TASK REQUIREMENTS
All lines from the opening of the data to the line containing "stage to collect" must be returned unchanged, and only those lines.

GIVEN ENTRIES

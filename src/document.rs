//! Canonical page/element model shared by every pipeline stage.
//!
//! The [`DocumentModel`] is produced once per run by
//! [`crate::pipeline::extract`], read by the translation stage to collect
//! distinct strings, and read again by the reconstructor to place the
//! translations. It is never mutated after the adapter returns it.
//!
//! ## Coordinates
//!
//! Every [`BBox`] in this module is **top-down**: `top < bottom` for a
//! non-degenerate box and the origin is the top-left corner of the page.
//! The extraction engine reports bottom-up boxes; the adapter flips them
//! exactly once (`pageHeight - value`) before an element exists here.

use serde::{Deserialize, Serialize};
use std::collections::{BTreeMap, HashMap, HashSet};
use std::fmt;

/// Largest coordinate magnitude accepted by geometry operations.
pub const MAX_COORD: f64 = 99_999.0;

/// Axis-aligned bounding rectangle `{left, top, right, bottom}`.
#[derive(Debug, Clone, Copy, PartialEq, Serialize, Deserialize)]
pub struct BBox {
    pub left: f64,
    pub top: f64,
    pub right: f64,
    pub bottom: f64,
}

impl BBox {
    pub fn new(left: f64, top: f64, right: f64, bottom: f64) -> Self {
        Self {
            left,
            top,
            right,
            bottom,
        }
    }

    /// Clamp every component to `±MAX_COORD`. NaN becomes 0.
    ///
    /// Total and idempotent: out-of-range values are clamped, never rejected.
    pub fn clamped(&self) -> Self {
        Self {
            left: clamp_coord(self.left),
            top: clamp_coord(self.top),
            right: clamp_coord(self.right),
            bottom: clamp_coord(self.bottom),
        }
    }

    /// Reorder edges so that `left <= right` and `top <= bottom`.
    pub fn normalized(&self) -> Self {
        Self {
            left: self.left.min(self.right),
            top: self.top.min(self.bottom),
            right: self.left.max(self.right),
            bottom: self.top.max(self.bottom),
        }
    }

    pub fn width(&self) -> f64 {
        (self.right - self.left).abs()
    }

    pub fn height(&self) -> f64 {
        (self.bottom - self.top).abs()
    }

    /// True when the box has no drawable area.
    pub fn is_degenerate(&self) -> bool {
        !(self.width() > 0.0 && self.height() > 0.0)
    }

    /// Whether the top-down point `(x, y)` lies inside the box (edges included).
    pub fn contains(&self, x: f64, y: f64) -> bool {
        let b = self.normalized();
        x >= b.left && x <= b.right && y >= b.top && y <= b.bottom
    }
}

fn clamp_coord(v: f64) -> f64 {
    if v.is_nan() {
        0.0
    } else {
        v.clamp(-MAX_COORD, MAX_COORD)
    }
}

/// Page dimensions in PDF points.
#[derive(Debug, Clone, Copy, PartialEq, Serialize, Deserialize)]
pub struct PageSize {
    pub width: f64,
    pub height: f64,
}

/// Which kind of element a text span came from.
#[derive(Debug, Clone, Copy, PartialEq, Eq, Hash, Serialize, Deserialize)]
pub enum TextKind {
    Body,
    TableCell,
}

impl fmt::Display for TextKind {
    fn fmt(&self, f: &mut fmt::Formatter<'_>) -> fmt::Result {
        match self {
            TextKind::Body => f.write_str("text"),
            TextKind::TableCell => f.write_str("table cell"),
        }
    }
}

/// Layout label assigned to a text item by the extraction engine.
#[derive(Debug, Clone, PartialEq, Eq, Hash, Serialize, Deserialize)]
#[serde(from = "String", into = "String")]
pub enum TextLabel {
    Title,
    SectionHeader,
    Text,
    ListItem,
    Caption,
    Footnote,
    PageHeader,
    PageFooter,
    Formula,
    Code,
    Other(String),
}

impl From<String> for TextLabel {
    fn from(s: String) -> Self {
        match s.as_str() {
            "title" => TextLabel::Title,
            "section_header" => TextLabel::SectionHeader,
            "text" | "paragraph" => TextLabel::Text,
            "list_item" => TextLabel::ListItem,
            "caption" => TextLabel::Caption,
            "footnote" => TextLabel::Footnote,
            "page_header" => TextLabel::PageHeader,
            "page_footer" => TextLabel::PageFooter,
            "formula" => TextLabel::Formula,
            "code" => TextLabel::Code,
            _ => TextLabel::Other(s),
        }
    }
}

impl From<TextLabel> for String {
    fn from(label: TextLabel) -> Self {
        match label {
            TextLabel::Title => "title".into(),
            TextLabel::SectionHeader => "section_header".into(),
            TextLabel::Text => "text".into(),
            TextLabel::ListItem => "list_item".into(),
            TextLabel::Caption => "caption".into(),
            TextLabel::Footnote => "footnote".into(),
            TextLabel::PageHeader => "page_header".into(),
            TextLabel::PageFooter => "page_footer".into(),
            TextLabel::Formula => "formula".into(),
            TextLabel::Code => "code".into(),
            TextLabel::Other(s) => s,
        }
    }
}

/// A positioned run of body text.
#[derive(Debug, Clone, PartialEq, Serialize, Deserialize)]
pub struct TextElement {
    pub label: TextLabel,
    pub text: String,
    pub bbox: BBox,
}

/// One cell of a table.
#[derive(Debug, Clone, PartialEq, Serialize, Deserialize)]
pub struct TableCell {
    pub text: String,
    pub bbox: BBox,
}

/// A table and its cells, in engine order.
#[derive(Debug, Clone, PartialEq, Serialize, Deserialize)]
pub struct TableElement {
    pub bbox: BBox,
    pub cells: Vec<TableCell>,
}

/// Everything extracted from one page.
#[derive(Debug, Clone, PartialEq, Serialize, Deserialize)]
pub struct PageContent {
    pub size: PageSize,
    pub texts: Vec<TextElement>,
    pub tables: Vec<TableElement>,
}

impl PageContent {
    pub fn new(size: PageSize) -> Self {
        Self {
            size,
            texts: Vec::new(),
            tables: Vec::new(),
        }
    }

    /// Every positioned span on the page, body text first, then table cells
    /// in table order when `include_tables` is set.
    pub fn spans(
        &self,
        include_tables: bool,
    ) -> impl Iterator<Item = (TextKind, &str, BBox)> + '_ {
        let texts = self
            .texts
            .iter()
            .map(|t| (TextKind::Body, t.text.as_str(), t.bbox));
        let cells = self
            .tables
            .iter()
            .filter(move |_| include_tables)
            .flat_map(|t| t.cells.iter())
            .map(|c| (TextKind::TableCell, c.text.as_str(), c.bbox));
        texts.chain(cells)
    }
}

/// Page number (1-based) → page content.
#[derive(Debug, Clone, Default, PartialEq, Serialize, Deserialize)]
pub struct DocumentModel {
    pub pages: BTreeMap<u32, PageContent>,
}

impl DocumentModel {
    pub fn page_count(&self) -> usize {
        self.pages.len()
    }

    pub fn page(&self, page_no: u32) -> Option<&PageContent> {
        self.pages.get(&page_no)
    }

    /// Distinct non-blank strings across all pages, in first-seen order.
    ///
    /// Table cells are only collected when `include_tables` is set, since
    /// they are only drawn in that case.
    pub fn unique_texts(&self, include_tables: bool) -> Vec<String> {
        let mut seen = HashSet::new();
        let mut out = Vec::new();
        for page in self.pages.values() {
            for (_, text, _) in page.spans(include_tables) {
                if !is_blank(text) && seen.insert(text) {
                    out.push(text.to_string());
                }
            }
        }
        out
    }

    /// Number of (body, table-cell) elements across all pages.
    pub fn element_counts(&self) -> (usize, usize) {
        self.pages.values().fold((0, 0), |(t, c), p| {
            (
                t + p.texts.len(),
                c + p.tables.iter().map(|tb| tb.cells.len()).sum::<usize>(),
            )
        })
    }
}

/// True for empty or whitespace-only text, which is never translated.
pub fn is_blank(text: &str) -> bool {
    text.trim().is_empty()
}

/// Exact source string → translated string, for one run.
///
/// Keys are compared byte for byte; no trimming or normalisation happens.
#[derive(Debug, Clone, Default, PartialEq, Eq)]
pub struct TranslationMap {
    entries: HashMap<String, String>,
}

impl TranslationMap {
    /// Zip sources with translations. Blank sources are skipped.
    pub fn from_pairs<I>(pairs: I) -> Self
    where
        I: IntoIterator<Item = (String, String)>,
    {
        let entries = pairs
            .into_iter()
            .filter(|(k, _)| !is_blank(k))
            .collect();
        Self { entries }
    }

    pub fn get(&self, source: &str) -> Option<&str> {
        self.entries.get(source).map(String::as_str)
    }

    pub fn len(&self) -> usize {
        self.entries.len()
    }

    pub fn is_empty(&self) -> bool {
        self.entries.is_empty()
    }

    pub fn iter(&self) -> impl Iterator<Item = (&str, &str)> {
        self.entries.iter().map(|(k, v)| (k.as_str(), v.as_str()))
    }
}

ANSWER FOR THE TASK
filename src/document.rs
//! Canonical page/element model shared by every pipeline stage.
//!
//! The [`DocumentModel`] is produced once per run by
//! [`crate::pipeline::extract`], read by the translation stage to collect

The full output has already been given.